Begin at the line containing "let pp = eval_at(&[(i, hi), (j, hj)])?;" in the entries below and end at the line containing "let mm = eval_at(&[(i, -hi), (j, -hj)])?;"; transcribe that range exactly and nothing outside it.

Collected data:
______

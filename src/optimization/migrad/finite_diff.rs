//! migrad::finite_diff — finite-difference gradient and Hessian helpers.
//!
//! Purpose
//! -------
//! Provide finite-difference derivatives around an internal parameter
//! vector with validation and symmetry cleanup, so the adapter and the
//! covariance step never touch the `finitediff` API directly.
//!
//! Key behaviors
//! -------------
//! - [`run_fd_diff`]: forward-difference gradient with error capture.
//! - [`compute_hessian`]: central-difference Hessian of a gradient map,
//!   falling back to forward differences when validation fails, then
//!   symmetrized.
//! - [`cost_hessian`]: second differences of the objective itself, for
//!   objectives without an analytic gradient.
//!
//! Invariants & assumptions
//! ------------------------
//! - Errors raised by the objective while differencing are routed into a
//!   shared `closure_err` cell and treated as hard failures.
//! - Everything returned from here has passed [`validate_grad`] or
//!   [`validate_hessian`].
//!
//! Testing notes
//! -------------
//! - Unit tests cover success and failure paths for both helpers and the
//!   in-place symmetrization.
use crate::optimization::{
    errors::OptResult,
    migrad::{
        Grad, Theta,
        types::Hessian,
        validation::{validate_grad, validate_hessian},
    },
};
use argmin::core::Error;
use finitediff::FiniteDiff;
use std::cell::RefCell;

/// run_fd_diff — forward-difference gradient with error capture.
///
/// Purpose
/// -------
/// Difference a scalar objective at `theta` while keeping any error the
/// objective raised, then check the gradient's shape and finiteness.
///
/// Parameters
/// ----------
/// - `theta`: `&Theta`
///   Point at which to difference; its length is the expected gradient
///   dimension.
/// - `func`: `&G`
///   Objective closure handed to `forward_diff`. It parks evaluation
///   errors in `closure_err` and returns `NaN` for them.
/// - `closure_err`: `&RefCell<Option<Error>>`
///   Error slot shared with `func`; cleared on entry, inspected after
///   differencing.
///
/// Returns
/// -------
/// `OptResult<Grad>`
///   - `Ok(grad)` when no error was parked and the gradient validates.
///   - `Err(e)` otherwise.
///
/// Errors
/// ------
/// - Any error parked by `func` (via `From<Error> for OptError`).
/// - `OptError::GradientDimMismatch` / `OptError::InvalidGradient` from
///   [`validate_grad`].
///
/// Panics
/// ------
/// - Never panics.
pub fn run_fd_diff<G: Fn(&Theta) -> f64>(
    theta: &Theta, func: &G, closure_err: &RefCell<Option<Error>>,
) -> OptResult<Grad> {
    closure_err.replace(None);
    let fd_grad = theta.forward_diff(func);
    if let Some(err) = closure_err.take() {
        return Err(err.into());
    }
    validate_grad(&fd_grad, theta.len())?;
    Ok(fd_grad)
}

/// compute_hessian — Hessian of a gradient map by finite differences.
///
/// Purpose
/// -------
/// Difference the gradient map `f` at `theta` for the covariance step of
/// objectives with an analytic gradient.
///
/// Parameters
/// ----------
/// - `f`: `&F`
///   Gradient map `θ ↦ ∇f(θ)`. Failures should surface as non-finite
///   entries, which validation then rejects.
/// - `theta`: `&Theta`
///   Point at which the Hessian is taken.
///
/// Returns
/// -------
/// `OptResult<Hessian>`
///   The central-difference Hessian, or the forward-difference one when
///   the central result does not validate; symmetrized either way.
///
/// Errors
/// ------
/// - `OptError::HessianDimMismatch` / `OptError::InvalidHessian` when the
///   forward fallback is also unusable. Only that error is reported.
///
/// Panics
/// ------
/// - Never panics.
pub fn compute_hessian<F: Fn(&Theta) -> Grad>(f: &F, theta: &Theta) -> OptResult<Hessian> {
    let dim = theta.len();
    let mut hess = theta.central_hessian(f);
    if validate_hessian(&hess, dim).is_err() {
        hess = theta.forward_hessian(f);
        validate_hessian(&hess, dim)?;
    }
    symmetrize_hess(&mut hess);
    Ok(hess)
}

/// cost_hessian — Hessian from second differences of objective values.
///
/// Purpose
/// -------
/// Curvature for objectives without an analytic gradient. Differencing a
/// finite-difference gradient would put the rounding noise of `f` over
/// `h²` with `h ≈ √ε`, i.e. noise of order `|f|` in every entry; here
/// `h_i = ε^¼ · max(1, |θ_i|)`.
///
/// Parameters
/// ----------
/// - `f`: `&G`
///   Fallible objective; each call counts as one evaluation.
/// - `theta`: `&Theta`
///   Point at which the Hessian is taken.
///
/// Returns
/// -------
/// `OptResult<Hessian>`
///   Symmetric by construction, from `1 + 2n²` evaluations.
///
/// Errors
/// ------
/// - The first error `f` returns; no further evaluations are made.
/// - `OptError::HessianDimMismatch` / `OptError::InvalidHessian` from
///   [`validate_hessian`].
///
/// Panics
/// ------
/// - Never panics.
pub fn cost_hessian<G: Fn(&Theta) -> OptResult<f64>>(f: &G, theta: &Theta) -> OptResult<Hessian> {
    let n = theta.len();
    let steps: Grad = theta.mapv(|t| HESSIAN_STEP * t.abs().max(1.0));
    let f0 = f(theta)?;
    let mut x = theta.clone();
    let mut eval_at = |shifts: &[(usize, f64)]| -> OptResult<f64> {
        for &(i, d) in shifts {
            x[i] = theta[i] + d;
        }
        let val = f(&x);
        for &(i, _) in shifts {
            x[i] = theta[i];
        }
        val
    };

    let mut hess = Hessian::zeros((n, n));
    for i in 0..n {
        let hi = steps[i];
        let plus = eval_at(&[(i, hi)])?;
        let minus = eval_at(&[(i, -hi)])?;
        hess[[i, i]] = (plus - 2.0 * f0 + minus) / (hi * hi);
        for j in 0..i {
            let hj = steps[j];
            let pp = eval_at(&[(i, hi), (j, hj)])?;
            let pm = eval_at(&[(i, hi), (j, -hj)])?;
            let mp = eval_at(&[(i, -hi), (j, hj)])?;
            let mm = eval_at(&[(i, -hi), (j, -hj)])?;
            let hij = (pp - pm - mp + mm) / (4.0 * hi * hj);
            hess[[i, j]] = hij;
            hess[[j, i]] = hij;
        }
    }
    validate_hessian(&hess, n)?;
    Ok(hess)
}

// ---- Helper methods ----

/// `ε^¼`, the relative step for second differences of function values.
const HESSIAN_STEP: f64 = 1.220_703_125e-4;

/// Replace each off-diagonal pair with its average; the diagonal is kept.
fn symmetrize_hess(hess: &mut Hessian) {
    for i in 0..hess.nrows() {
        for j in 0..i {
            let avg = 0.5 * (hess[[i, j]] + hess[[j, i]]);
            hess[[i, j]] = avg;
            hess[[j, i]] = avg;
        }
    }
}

______

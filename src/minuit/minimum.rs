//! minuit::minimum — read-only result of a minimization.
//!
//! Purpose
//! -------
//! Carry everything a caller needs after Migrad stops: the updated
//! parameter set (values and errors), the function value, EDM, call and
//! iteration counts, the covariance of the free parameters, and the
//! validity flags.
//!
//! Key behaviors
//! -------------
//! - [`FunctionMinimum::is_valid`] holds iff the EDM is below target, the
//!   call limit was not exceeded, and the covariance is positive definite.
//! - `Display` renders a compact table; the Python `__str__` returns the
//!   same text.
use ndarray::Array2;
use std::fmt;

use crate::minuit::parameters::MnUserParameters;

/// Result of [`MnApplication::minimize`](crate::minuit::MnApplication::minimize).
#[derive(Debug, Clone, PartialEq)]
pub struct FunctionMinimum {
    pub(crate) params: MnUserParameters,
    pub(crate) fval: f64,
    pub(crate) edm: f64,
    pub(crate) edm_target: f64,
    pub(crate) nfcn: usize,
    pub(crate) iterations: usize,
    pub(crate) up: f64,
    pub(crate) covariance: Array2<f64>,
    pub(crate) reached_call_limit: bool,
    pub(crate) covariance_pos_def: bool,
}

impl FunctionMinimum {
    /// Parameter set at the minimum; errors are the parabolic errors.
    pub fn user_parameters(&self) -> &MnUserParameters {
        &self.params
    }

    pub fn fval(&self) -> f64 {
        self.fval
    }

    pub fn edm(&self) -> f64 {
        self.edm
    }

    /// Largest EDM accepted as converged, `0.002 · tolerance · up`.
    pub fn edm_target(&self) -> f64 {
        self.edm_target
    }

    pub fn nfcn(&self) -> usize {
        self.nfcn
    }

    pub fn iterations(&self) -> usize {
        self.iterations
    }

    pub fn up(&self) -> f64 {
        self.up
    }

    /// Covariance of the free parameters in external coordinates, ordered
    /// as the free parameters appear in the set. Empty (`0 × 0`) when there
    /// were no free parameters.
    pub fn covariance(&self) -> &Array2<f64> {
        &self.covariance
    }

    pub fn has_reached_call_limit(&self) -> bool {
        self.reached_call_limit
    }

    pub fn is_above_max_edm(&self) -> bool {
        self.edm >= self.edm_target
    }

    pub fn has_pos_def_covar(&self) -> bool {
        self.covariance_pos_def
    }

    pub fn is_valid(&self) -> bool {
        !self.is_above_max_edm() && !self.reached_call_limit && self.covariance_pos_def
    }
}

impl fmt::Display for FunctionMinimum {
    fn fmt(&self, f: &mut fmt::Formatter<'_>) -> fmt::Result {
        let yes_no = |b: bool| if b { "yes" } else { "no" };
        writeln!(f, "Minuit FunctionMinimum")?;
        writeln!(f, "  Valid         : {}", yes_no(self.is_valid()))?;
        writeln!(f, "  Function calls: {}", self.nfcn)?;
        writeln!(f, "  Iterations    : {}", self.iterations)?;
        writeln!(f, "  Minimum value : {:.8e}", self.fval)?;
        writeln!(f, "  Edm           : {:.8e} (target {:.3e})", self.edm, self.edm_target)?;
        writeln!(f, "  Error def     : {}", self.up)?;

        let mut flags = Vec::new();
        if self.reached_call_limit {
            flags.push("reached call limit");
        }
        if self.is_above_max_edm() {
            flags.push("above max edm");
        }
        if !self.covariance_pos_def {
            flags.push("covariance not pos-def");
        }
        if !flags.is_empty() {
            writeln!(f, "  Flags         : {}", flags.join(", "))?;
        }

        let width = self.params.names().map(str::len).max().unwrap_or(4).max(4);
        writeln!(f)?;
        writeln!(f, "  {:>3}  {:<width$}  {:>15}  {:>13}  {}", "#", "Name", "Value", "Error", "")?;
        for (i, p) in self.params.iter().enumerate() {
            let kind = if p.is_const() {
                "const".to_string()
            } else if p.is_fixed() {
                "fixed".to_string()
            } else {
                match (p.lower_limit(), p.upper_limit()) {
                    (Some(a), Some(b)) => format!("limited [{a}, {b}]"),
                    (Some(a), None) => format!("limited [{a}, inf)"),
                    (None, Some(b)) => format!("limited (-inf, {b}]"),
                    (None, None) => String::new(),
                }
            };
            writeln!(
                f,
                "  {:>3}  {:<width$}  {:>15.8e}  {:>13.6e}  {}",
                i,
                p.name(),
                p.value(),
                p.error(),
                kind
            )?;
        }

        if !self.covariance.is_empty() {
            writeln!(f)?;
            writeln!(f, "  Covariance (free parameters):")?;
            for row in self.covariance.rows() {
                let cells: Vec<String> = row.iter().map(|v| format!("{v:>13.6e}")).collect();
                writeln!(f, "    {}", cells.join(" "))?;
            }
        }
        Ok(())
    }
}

______

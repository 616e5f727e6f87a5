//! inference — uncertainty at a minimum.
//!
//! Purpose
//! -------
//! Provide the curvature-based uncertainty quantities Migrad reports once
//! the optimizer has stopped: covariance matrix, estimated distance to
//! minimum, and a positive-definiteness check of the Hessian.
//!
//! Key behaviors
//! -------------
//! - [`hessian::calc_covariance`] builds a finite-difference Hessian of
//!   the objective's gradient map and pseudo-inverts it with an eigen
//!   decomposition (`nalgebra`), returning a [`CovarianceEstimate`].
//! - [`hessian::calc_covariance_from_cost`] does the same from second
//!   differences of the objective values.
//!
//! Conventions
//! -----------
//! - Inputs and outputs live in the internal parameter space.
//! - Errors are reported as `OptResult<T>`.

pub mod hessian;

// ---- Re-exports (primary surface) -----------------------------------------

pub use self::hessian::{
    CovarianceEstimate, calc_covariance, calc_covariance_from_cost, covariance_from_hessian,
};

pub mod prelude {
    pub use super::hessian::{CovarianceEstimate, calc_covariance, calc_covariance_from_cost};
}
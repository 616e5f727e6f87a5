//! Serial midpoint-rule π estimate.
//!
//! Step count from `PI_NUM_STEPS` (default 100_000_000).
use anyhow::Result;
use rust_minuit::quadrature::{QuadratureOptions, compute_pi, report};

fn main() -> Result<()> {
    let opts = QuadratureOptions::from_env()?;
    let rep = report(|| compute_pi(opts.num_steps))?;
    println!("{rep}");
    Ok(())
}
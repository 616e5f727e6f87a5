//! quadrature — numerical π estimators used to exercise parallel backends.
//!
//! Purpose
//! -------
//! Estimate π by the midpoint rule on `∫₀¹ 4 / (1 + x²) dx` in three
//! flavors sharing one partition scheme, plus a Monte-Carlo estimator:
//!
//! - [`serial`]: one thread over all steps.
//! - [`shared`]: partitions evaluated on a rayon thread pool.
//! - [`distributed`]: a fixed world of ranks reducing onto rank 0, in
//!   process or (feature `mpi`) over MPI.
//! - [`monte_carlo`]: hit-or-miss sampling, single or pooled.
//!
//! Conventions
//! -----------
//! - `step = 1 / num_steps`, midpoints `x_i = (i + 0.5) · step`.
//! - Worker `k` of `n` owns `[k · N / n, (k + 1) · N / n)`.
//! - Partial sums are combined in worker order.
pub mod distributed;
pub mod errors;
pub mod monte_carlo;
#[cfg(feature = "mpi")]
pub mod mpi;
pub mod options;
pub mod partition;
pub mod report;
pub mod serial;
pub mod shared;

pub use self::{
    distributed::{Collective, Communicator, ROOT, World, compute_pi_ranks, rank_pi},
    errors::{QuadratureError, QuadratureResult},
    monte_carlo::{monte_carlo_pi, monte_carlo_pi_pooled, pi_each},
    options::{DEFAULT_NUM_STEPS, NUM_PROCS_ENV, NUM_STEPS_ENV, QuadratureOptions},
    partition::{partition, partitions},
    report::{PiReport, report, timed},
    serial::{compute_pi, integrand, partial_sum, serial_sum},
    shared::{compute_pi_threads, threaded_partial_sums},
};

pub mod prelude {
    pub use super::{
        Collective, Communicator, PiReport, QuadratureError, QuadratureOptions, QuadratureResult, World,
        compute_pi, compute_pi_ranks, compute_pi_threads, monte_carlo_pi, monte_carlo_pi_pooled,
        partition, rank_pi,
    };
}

______

• _Result_
            let pp = eval_at(&[(i, hi), (j, hj)])?;
            let pm = eval_at(&[(i, hi), (j, -hj)])?;
            let mp = eval_at(&[(i, -hi), (j, hj)])?;
            let mm = eval_at(&[(i, -hi), (j, -hj)])?;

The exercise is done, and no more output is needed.